BEGIN Exercise inputs

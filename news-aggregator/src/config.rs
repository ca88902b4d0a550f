use crate::types::{AggregatorError, Result};
use clap::{Parser, Subcommand};
use std::path::PathBuf;
use std::str::FromStr;
use url::Url;

/// A news source: short identifier plus the feed it publishes.
#[derive(Debug, Clone, PartialEq, Eq)]
pub struct SourceSpec {
    pub id: String,
    pub feed_url: String,
}

impl SourceSpec {
    pub fn new(id: impl Into<String>, feed_url: impl Into<String>) -> Self {
        Self {
            id: id.into(),
            feed_url: feed_url.into(),
        }
    }
}

impl FromStr for SourceSpec {
    type Err = AggregatorError;

    /// Parses `id=url`.
    fn from_str(s: &str) -> Result<Self> {
        let (id, url) = s
            .split_once('=')
            .ok_or_else(|| AggregatorError::General(format!("expected id=url, got {:?}", s)))?;
        let id = id.trim();
        if id.is_empty() {
            return Err(AggregatorError::General("source id must not be empty".to_string()));
        }
        let url = Url::parse(url.trim())?;
        Ok(Self::new(id, url.as_str()))
    }
}

/// Ordered set of sources. Registering an existing id replaces its feed url
/// in place.
#[derive(Debug, Clone, PartialEq, Eq)]
pub struct SourceRegistry {
    sources: Vec<SourceSpec>,
}

impl SourceRegistry {
    pub fn empty() -> Self {
        Self { sources: Vec::new() }
    }

    pub fn register(&mut self, spec: SourceSpec) {
        match self.sources.iter_mut().find(|s| s.id == spec.id) {
            Some(existing) => existing.feed_url = spec.feed_url,
            None => self.sources.push(spec),
        }
    }

    pub fn iter(&self) -> impl Iterator<Item = &SourceSpec> {
        self.sources.iter()
    }

    pub fn len(&self) -> usize {
        self.sources.len()
    }

    pub fn is_empty(&self) -> bool {
        self.sources.is_empty()
    }
}

impl Default for SourceRegistry {
    fn default() -> Self {
        let mut registry = Self::empty();
        registry.register(SourceSpec::new("cnn", "http://rss.cnn.com/rss/cnn_topstories.rss"));
        registry.register(SourceSpec::new("bbc", "http://feeds.bbci.co.uk/news/rss.xml"));
        registry
    }
}

impl FromIterator<SourceSpec> for SourceRegistry {
    fn from_iter<I: IntoIterator<Item = SourceSpec>>(iter: I) -> Self {
        let mut registry = Self::empty();
        for spec in iter {
            registry.register(spec);
        }
        registry
    }
}

#[derive(Debug, Parser)]
#[command(name = "news-aggregator", about = "Fetch, summarize and store news articles")]
pub struct AppConfig {
    /// PostgreSQL connection string. Articles are kept in memory when unset.
    #[arg(long, env = "DATABASE_URL")]
    pub database_url: Option<String>,

    /// Redis connection string for the summary cache. Falls back to an
    /// in-process cache when unset or unreachable.
    #[arg(long, env = "REDIS_URL")]
    pub redis_url: Option<String>,

    /// Seconds between ingestion runs.
    #[arg(long, env = "INGEST_INTERVAL_SECS", default_value_t = 300)]
    pub interval_secs: u64,

    #[arg(long, env = "CACHE_TTL_SECS", default_value_t = 3600)]
    pub cache_ttl_secs: u64,

    /// Fraction of sentences kept in a summary.
    #[arg(long, default_value_t = 0.2)]
    pub compression_ratio: f64,

    #[arg(long, env = "LOG_DIR")]
    pub log_dir: Option<PathBuf>,

    /// Extra source as `id=url`; may be repeated.
    #[arg(long = "source", value_name = "ID=URL")]
    pub sources: Vec<SourceSpec>,

    /// Only use sources given with --source.
    #[arg(long)]
    pub no_default_sources: bool,

    #[command(subcommand)]
    pub command: Command,
}

#[derive(Debug, Subcommand)]
pub enum Command {
    /// Ingest on a fixed interval until interrupted.
    Run,
    /// Ingest once and print the report.
    Once,
    /// Look up the stored summary for an article url.
    Summary { url: String },
}

impl AppConfig {
    pub fn source_registry(&self) -> SourceRegistry {
        let mut registry = if self.no_default_sources {
            SourceRegistry::empty()
        } else {
            SourceRegistry::default()
        };
        for spec in &self.sources {
            registry.register(spec.clone());
        }
        registry
    }
}
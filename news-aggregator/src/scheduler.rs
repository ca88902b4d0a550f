use crate::pipeline::{IngestionOrchestrator, RunReport};
use crate::types::IngestTrigger;
use std::sync::Arc;
use std::time::Duration;
use tokio::runtime::Handle;
use tokio::sync::watch;
use tokio::task::JoinHandle;
use tracing::{debug, info, warn};

pub const DEFAULT_INTERVAL: Duration = Duration::from_secs(300);

/// Periodic driver: run, sleep `interval`, repeat until shutdown.
pub struct Scheduler {
    orchestrator: Arc<IngestionOrchestrator>,
    interval: Duration,
}

impl Scheduler {
    pub fn new(orchestrator: Arc<IngestionOrchestrator>, interval: Duration) -> Self {
        Self { orchestrator, interval }
    }

    /// Loops until `shutdown` becomes `true` or its sender is dropped. A run in
    /// flight is allowed to finish; only the sleep is interrupted.
    pub async fn run(&self, mut shutdown: watch::Receiver<bool>) {
        info!(interval_secs = self.interval.as_secs(), "Scheduler started");

        loop {
            if *shutdown.borrow() {
                break;
            }

            match self.orchestrator.run_once().await {
                Some(report) => {
                    let failed = report.sources.iter().filter(|s| !s.is_committed()).count();
                    if failed > 0 {
                        warn!(failed, "Scheduled run finished with failed sources");
                    }
                }
                None => debug!("Scheduled run skipped, another run is active"),
            }

            tokio::select! {
                _ = tokio::time::sleep(self.interval) => {}
                _ = stopped(&mut shutdown) => break,
            }
        }

        info!("Scheduler stopped");
    }
}

/// Resolves once the flag reads `true` or the sender is gone.
async fn stopped(shutdown: &mut watch::Receiver<bool>) {
    loop {
        if *shutdown.borrow_and_update() {
            return;
        }
        if shutdown.changed().await.is_err() {
            return;
        }
    }
}

/// Out-of-band trigger sharing the scheduler's orchestrator.
#[derive(Clone)]
pub struct IngestionHandle {
    orchestrator: Arc<IngestionOrchestrator>,
    runtime: Handle,
}

impl IngestionHandle {
    pub fn new(orchestrator: Arc<IngestionOrchestrator>, runtime: Handle) -> Self {
        Self { orchestrator, runtime }
    }

    /// Start a run in the background. Resolves to `None` if it was absorbed
    /// by a run already in progress.
    pub fn spawn_run(&self) -> JoinHandle<Option<RunReport>> {
        let orchestrator = self.orchestrator.clone();
        self.runtime.spawn(async move { orchestrator.run_once().await })
    }
}

impl IngestTrigger for IngestionHandle {
    fn trigger(&self) {
        info!("Ingestion triggered on demand");
        drop(self.spawn_run());
    }
}
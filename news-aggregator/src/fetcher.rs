use crate::types::{AggregatorError, FetchConfig, Result};
use reqwest::Client;
use std::collections::HashMap;
use std::sync::Arc;
use std::time::{Duration, Instant};
use tokio::sync::RwLock;
use tracing::debug;
use url::Url;

/// Shared HTTP client for feed documents and article pages.
///
/// Requests carry the configured user agent and a bounded timeout. Requests to
/// the same host are spaced by `FetchConfig::host_interval_ms`.
#[derive(Clone)]
pub struct Fetcher {
    client: Client,
    config: FetchConfig,
    rate_limiter: Arc<RwLock<HashMap<String, Instant>>>,
}

impl Fetcher {
    pub fn new(config: FetchConfig) -> Result<Self> {
        let client = Client::builder()
            .user_agent(&config.user_agent)
            .timeout(Duration::from_secs(config.timeout_seconds))
            .gzip(true)
            .deflate(true)
            .brotli(true)
            .redirect(reqwest::redirect::Policy::limited(config.max_redirects))
            .build()?;

        Ok(Self {
            client,
            config,
            rate_limiter: Arc::new(RwLock::new(HashMap::new())),
        })
    }

    pub fn config(&self) -> &FetchConfig {
        &self.config
    }

    /// GET `url` and return the body. Non-2xx statuses are errors.
    pub async fn fetch_text(&self, url: &str) -> Result<String> {
        debug!("Fetching {}", url);

        self.apply_rate_limit(url).await?;

        let response = self.client.get(url).send().await?;
        let status = response.status();

        if !status.is_success() {
            return Err(AggregatorError::General(format!(
                "HTTP {}: {}",
                status.as_u16(),
                status.canonical_reason().unwrap_or("Unknown")
            )));
        }

        let body = response.text().await?;
        debug!("Fetched {} ({} bytes)", url, body.len());
        Ok(body)
    }

    async fn apply_rate_limit(&self, url: &str) -> Result<()> {
        let parsed_url = Url::parse(url)?;
        let min_interval = Duration::from_millis(self.config.host_interval_ms);
        if min_interval.is_zero() {
            return Ok(());
        }

        let host = parsed_url.host_str().unwrap_or("").to_string();
        let mut rate_limiter = self.rate_limiter.write().await;

        if let Some(last_request) = rate_limiter.get(&host) {
            let elapsed = last_request.elapsed();
            if elapsed < min_interval {
                let wait_time = min_interval - elapsed;
                debug!("Rate limiting {}: waiting {:?}", host, wait_time);
                tokio::time::sleep(wait_time).await;
            }
        }

        rate_limiter.insert(host, Instant::now());
        Ok(())
    }
}
use crate::types::{AggregatorError, FeedEntry, Result};
use feed_rs::parser;
use std::collections::HashSet;
use tracing::debug;

pub struct FeedParser {
    max_entries: usize,
}

impl FeedParser {
    pub fn new(max_entries: usize) -> Self {
        Self { max_entries }
    }

    /// Parse an RSS/Atom/JSON feed document into at most `max_entries`
    /// entries, in document order.
    pub fn parse_feed(&self, content: &str) -> Result<Vec<FeedEntry>> {
        debug!("Parsing feed content ({} bytes)", content.len());

        let feed = parser::parse(content.as_bytes())
            .map_err(|e| AggregatorError::FeedRead(format!("Failed to parse feed: {}", e)))?;

        let mut seen_urls = HashSet::new();
        let entries = feed
            .entries
            .into_iter()
            .take(self.max_entries)
            .filter_map(Self::parse_entry)
            .filter(|entry| {
                let fresh = seen_urls.insert(entry.url.clone());
                if !fresh {
                    debug!("Skipping duplicate entry with URL: {}", entry.url);
                }
                fresh
            })
            .collect::<Vec<_>>();

        debug!("Parsed feed with {} entries", entries.len());
        Ok(entries)
    }

    fn parse_entry(entry: feed_rs::model::Entry) -> Option<FeedEntry> {
        let Some(link) = entry.links.first() else {
            debug!("Skipping entry without link: {}", entry.id);
            return None;
        };

        let title = entry
            .title
            .map(|t| t.content.trim().to_string())
            .filter(|t| !t.is_empty())
            .unwrap_or_else(|| "Untitled".to_string());

        Some(FeedEntry {
            title,
            url: link.href.clone(),
            published: entry.published,
        })
    }
}

impl Default for FeedParser {
    fn default() -> Self {
        Self::new(10)
    }
}
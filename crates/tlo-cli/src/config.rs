//! Configuration loading and management.

use std::path::{Path, PathBuf};

use anyhow::Context;
use chrono::FixedOffset;
use figment::Figment;
use figment::providers::{Env, Format, Serialized, Toml};
use serde::{Deserialize, Serialize};
use serde_json::Value;
use tlo_core::{Direction, Streamliner};

use crate::Cli;

/// Application configuration.
#[derive(Debug, Clone, PartialEq, Eq, Serialize, Deserialize)]
pub struct Config {
    /// Field holding the start of each event.
    pub start_field: String,
    /// Field holding the stop of each event.
    pub stop_field: String,
    /// Offset for times without one, e.g. `+02:00`.
    pub fallback_timezone: Option<String>,
    /// Sort order of produced timelines.
    pub direction: Direction,
}

impl Default for Config {
    fn default() -> Self {
        Self {
            start_field: "start".to_string(),
            stop_field: "stop".to_string(),
            fallback_timezone: None,
            direction: Direction::Asc,
        }
    }
}

impl Config {
    /// Loads configuration, optionally from a specific file.
    #[expect(
        clippy::result_large_err,
        reason = "figment::Error is large but only returned at startup"
    )]
    pub fn load_from(config_path: Option<&Path>) -> Result<Self, figment::Error> {
        let mut figment = Figment::from(Serialized::defaults(Self::default()));

        // Load from default config location
        if let Some(config_dir) = dirs_config_path() {
            figment = figment.merge(Toml::file(config_dir.join("config.toml")));
        }

        // Load from specified config file
        if let Some(path) = config_path {
            figment = figment.merge(Toml::file(path));
        }

        // Load from environment variables (TLO_*)
        figment = figment.merge(Env::prefixed("TLO_"));

        figment.extract()
    }

    /// Applies command-line flags on top of loaded values.
    #[must_use]
    pub fn with_cli(mut self, cli: &Cli) -> Self {
        if let Some(field) = &cli.start_field {
            self.start_field.clone_from(field);
        }
        if let Some(field) = &cli.stop_field {
            self.stop_field.clone_from(field);
        }
        if cli.fallback_timezone.is_some() {
            self.fallback_timezone.clone_from(&cli.fallback_timezone);
        }
        if cli.desc {
            self.direction = Direction::Desc;
        }
        self
    }

    /// Parses the configured fallback offset.
    pub fn fallback_offset(&self) -> anyhow::Result<Option<FixedOffset>> {
        self.fallback_timezone
            .as_deref()
            .map(parse_offset)
            .transpose()
    }

    /// Builds a streamliner for JSON events with this configuration.
    pub fn streamliner(&self) -> anyhow::Result<Streamliner<Value>> {
        let mut builder = Streamliner::builder()
            .start_extractor(self.start_field.as_str())
            .stop_extractor(self.stop_field.as_str())
            .sort_direction(self.direction);
        if let Some(offset) = self.fallback_offset()? {
            builder = builder.fallback_timezone(offset);
        }
        builder
            .build_writable()
            .context("configured fields cannot be written back")
    }
}

fn parse_offset(text: &str) -> anyhow::Result<FixedOffset> {
    match text.trim() {
        "Z" | "z" | "UTC" | "utc" => FixedOffset::east_opt(0).context("zero offset"),
        offset => offset.parse().with_context(|| {
            format!("invalid fallback timezone {offset:?}, expected an offset like +02:00")
        }),
    }
}

/// Returns the platform-specific config directory for tlo.
fn dirs_config_path() -> Option<PathBuf> {
    dirs::config_dir().map(|p| p.join("tlo"))
}
//! Validated intervals and their extraction from events.

use std::cmp::Ordering;
use std::fmt;

use chrono::FixedOffset;
use serde::{Deserialize, Serialize};

use crate::access::Extractor;
use crate::error::{Result, TimelineError};
use crate::time::{TimePoint, normalize};

/// A half-open span `[start, stop)` with `stop > start`.
#[derive(Debug, Clone, Copy, PartialEq, Eq, Hash, Serialize, Deserialize)]
#[serde(try_from = "Bounds")]
pub struct Interval {
    start: TimePoint,
    stop: TimePoint,
}

/// Unvalidated wire form of an [`Interval`].
#[derive(Deserialize)]
struct Bounds {
    start: TimePoint,
    stop: TimePoint,
}

impl TryFrom<Bounds> for Interval {
    type Error = TimelineError;

    fn try_from(bounds: Bounds) -> Result<Self> {
        Self::new(bounds.start, bounds.stop)
    }
}

impl Interval {
    /// Creates an interval, rejecting mixed awareness and non-positive spans.
    pub fn new(start: TimePoint, stop: TimePoint) -> Result<Self> {
        if start.try_cmp(&stop)? != Ordering::Less {
            return Err(TimelineError::InvalidInterval { start, stop });
        }
        Ok(Self { start, stop })
    }

    /// Caller guarantees `start < stop` and matching awareness.
    pub(crate) const fn from_ordered(start: TimePoint, stop: TimePoint) -> Self {
        Self { start, stop }
    }

    pub const fn start(&self) -> TimePoint {
        self.start
    }

    pub const fn stop(&self) -> TimePoint {
        self.stop
    }

    pub const fn is_aware(&self) -> bool {
        self.start.is_aware()
    }

    /// Length of the interval.
    pub fn duration(&self) -> chrono::TimeDelta {
        match (self.start, self.stop) {
            (TimePoint::Aware(start), TimePoint::Aware(stop)) => stop - start,
            (TimePoint::Naive(start), TimePoint::Naive(stop)) => stop - start,
            _ => chrono::TimeDelta::zero(),
        }
    }

    /// Fails with [`TimelineError::MixedAwareness`] unless both intervals
    /// are aware or both are naive.
    pub fn ensure_comparable(&self, other: &Self) -> Result<()> {
        if self.start.comparable_with(&other.start) {
            Ok(())
        } else {
            Err(TimelineError::MixedAwareness)
        }
    }

    /// Orders by `(start, stop)`.
    pub fn try_cmp(&self, other: &Self) -> Result<Ordering> {
        Ok(self
            .start
            .try_cmp(&other.start)?
            .then(self.stop.try_cmp(&other.stop)?))
    }

    /// Whether the two intervals share any instant. Touching ends do not.
    pub fn overlaps(&self, other: &Self) -> Result<bool> {
        self.ensure_comparable(other)?;
        Ok(self.start < other.stop && other.start < self.stop)
    }
}

impl fmt::Display for Interval {
    fn fmt(&self, f: &mut fmt::Formatter<'_>) -> fmt::Result {
        write!(f, "[{}, {})", self.start, self.stop)
    }
}

/// A piece of a candidate interval that was clipped away.
#[derive(Debug, Clone, Copy, PartialEq, Eq, Hash, Serialize, Deserialize)]
pub struct Occlusion {
    pub start: TimePoint,
    pub stop: TimePoint,
}

impl From<Interval> for Occlusion {
    fn from(interval: Interval) -> Self {
        Self {
            start: interval.start,
            stop: interval.stop,
        }
    }
}

/// Outcome of reading a reference event.
#[derive(Debug)]
pub enum Extraction {
    Valid(Interval),
    /// The event cannot be used; the reason is kept for logging.
    Skipped(TimelineError),
}

impl Extraction {
    pub fn valid(self) -> Option<Interval> {
        match self {
            Self::Valid(interval) => Some(interval),
            Self::Skipped(_) => None,
        }
    }
}

/// Reads both boundaries of an event.
///
/// # Errors
///
/// - [`TimelineError::InvalidEvent`] when a named field is missing
/// - [`TimelineError::TypeMismatch`] when a value is not a time
/// - [`TimelineError::MixedAwareness`] when one boundary has an offset and
///   the other does not
/// - [`TimelineError::InvalidInterval`] when `stop <= start`
pub fn extract_interval<E>(
    event: &E,
    start: &Extractor<E>,
    stop: &Extractor<E>,
    fallback: Option<FixedOffset>,
) -> Result<Interval> {
    let start = normalize(start.extract(event)?, fallback)?;
    let stop = normalize(stop.extract(event)?, fallback)?;
    Interval::new(start, stop)
}

/// The two extractors plus the fallback offset, bound once per configuration.
pub(crate) struct IntervalReader<E> {
    pub(crate) start: Extractor<E>,
    pub(crate) stop: Extractor<E>,
    pub(crate) fallback: Option<FixedOffset>,
}

impl<E> IntervalReader<E> {
    /// Reads a candidate; every failure is returned.
    pub(crate) fn read(&self, event: &E) -> Result<Interval> {
        extract_interval(event, &self.start, &self.stop, self.fallback)
    }

    /// Reads a reference; skippable failures become [`Extraction::Skipped`].
    pub(crate) fn read_reference(&self, event: &E) -> Result<Extraction> {
        match self.read(event) {
            Ok(interval) => Ok(Extraction::Valid(interval)),
            Err(err) if err.is_skippable() => Ok(Extraction::Skipped(err)),
            Err(err) => Err(err),
        }
    }
}

impl<E> Clone for IntervalReader<E> {
    fn clone(&self) -> Self {
        Self {
            start: self.start.clone(),
            stop: self.stop.clone(),
            fallback: self.fallback,
        }
    }
}

impl<E> fmt::Debug for IntervalReader<E> {
    fn fmt(&self, f: &mut fmt::Formatter<'_>) -> fmt::Result {
        f.debug_struct("IntervalReader")
            .field("start", &self.start)
            .field("stop", &self.stop)
            .field("fallback", &self.fallback)
            .finish()
    }
}
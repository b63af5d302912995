//! Project command: prints the interval of every usable event as JSONL.

use std::io::Write;

use anyhow::Result;
use serde_json::Value;
use tlo_core::Streamliner;

pub fn run<W: Write>(
    writer: &mut W,
    streamliner: &Streamliner<Value>,
    events: &[Value],
) -> Result<usize> {
    let mut written = 0;
    for interval in streamliner.transform_events_to_times(&[events]) {
        serde_json::to_writer(&mut *writer, &interval)?;
        writeln!(writer)?;
        written += 1;
    }
    tracing::debug!(written, skipped = events.len() - written, "projected events");
    Ok(written)
}
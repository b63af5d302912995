//! Timeline streamlining CLI library.
//!
//! This crate provides the `tlo` command-line interface over `tlo-core`.

mod cli;
pub mod commands;
mod config;

pub use cli::{Cli, Commands};
pub use config::Config;
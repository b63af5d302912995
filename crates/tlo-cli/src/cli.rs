//! Command-line argument definitions.

use std::path::PathBuf;

use clap::{Parser, Subcommand};

/// Reconcile interval events against existing timelines.
///
/// Events are JSON objects read from a file or stdin, either as one JSON
/// array or as JSON lines.
#[derive(Debug, Parser)]
#[command(name = "tlo", version, about, long_about = None)]
pub struct Cli {
    /// Enable verbose output.
    #[arg(short, long, global = true)]
    pub verbose: bool,

    /// Path to config file.
    #[arg(short, long, global = true)]
    pub config: Option<PathBuf>,

    /// Field holding the start of each event.
    #[arg(long, global = true)]
    pub start_field: Option<String>,

    /// Field holding the stop of each event.
    #[arg(long, global = true)]
    pub stop_field: Option<String>,

    /// Offset for times without one (e.g., +02:00 or UTC).
    #[arg(long, global = true)]
    pub fallback_timezone: Option<String>,

    /// Keep timelines in descending order.
    #[arg(long, global = true)]
    pub desc: bool,

    #[command(subcommand)]
    pub command: Option<Commands>,
}

/// Available subcommands.
#[derive(Debug, Subcommand)]
pub enum Commands {
    /// Sort events by start and build a timeline without overlaps.
    Streamline {
        /// Input file (stdin when omitted).
        file: Option<PathBuf>,

        /// Also report the spans clipped off each event.
        #[arg(long)]
        occlusions: bool,
    },

    /// Clip one event against the events of a timeline.
    Resolve {
        /// The event to clip, as a JSON object.
        #[arg(long)]
        event: String,

        /// Timeline file (stdin when omitted).
        file: Option<PathBuf>,
    },

    /// Print the interval of every usable event.
    Project {
        /// Input file (stdin when omitted).
        file: Option<PathBuf>,
    },
}
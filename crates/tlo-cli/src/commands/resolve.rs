//! Resolve command: clips one event against a timeline.

use std::io::Write;

use anyhow::{Context, Result};
use serde_json::Value;
use tlo_core::Streamliner;

pub fn run<W: Write>(
    writer: &mut W,
    streamliner: &Streamliner<Value>,
    event: &str,
    timeline: &[Value],
) -> Result<()> {
    let event: Value = serde_json::from_str(event).context("--event is not valid JSON")?;
    let interval = streamliner
        .streamline_event_times(&event, &[timeline])
        .context("failed to resolve event")?;
    serde_json::to_writer(&mut *writer, &interval)?;
    writeln!(writer)?;
    Ok(())
}
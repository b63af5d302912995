//! Shared utilities for CLI commands.

use std::fs;
use std::io::{self, Read};
use std::path::Path;

use anyhow::{Context, Result};
use serde_json::Value;

/// Reads events from `path`, or from stdin when it is `None`.
pub fn read_events(path: Option<&Path>) -> Result<Vec<Value>> {
    let text = match path {
        Some(path) => fs::read_to_string(path)
            .with_context(|| format!("failed to read {}", path.display()))?,
        None => {
            let mut text = String::new();
            io::stdin()
                .read_to_string(&mut text)
                .context("failed to read stdin")?;
            text
        }
    };
    parse_events(&text)
}

/// Parses either one JSON array of events or JSON lines.
pub fn parse_events(text: &str) -> Result<Vec<Value>> {
    let trimmed = text.trim_start();
    if trimmed.starts_with('[') {
        return serde_json::from_str(trimmed).context("invalid JSON array of events");
    }

    let mut events = Vec::new();
    for (idx, line) in text.lines().enumerate() {
        let trimmed = line.trim();
        if trimmed.is_empty() {
            continue;
        }
        let event = serde_json::from_str(trimmed)
            .with_context(|| format!("invalid JSON on line {}", idx + 1))?;
        events.push(event);
    }
    Ok(events)
}

#[cfg(test)]
mod tests {
    use super::*;

    use serde_json::json;

    #[test]
    fn test_parse_json_array() {
        let events = parse_events("  [{\"start\": 1}, {\"start\": 2}]\n").unwrap();
        assert_eq!(events, vec![json!({"start": 1}), json!({"start": 2})]);
    }

    #[test]
    fn test_parse_json_lines_skips_blank_lines() {
        let events = parse_events("{\"start\": 1}\n\n{\"start\": 2}\n").unwrap();
        assert_eq!(events.len(), 2);
    }

    #[test]
    fn test_parse_reports_bad_line() {
        let err = parse_events("{\"start\": 1}\nnot json\n").unwrap_err();
        assert_eq!(err.to_string(), "invalid JSON on line 2");
    }

    #[test]
    fn test_read_events_from_file() {
        let temp = tempfile::tempdir().unwrap();
        let path = temp.path().join("events.jsonl");
        fs::write(&path, "{\"start\": \"2024-01-01\"}\n").unwrap();
        let events = read_events(Some(&path)).unwrap();
        assert_eq!(events, vec![json!({"start": "2024-01-01"})]);
    }
}
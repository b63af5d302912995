//! Occlusion resolution.
//!
//! Shrinks a candidate interval until no reference interval overlaps it.
//!
//! # Algorithm Summary
//!
//! One pass over the references, in order. Each valid reference is checked
//! against the candidate as shrunk so far:
//!
//! 1. Reference covers the whole candidate: fully occluded.
//! 2. Reference covers the candidate's start: start moves to the reference's stop.
//! 3. Reference covers the candidate's stop: stop moves to the reference's start.
//! 4. Nothing left: fully occluded.
//!
//! Shrinks are cumulative: a later reference sees the candidate as already
//! narrowed. A reference that only reaches the candidate after a neighbour
//! has pushed its start must therefore come after that neighbour; references
//! in ascending order are always resolved completely. Touching boundaries
//! (`reference.stop == candidate.start`) do not overlap.

use crate::error::{Result, TimelineError};
use crate::interval::{Extraction, Interval, IntervalReader, Occlusion};

/// Predicate deciding whether a reference event takes part in resolution.
pub type FilterFn<E> = dyn Fn(&E) -> bool + Send + Sync;

/// Resolves `event` against `references`.
///
/// When `occlusions` is given, the clipped prefix and suffix are appended to
/// it; a fully occluded candidate appends its whole original interval.
pub(crate) fn resolve<'r, E: 'r>(
    reader: &IntervalReader<E>,
    filter: Option<&FilterFn<E>>,
    event: &E,
    references: impl IntoIterator<Item = &'r E>,
    occlusions: Option<&mut Vec<Occlusion>>,
) -> Result<Interval> {
    let original = reader.read(event)?;
    let outcome = shrink(reader, filter, original, references);
    if let Some(occlusions) = occlusions {
        record_occlusions(occlusions, original, &outcome);
    }
    outcome
}

fn shrink<'r, E: 'r>(
    reader: &IntervalReader<E>,
    filter: Option<&FilterFn<E>>,
    original: Interval,
    references: impl IntoIterator<Item = &'r E>,
) -> Result<Interval> {
    let mut start = original.start();
    let mut stop = original.stop();

    for reference in references {
        if filter.is_some_and(|keep| !keep(reference)) {
            continue;
        }
        let bounds = match reader.read_reference(reference)? {
            Extraction::Valid(bounds) => bounds,
            Extraction::Skipped(reason) => {
                tracing::trace!(%reason, "skipping reference event");
                continue;
            }
        };
        original.ensure_comparable(&bounds)?;

        if bounds.start() <= start && bounds.stop() >= stop {
            tracing::debug!(candidate = %original, occluder = %bounds, "candidate fully occluded");
            return Err(TimelineError::FullyOccluded { interval: original });
        }
        if bounds.start() <= start && bounds.stop() > start {
            start = bounds.stop();
        }
        if bounds.start() < stop && bounds.stop() >= stop {
            stop = bounds.start();
        }
        if stop <= start {
            tracing::debug!(candidate = %original, "candidate shrunk to nothing");
            return Err(TimelineError::FullyOccluded { interval: original });
        }
    }

    Ok(Interval::from_ordered(start, stop))
}

fn record_occlusions(out: &mut Vec<Occlusion>, original: Interval, outcome: &Result<Interval>) {
    match outcome {
        Ok(resolved) => {
            if resolved.start() != original.start() {
                out.push(Occlusion {
                    start: original.start(),
                    stop: resolved.start(),
                });
            }
            if resolved.stop() != original.stop() {
                out.push(Occlusion {
                    start: resolved.stop(),
                    stop: original.stop(),
                });
            }
        }
        Err(TimelineError::FullyOccluded { interval }) => out.push((*interval).into()),
        Err(_) => {}
    }
}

END Exercise inputs

Exercise description. Each line above that includes the word "reqwest" is to be copied.

Solution to the problem.
use reqwest::Client;
            .redirect(reqwest::redirect::Policy::limited(config.max_redirects))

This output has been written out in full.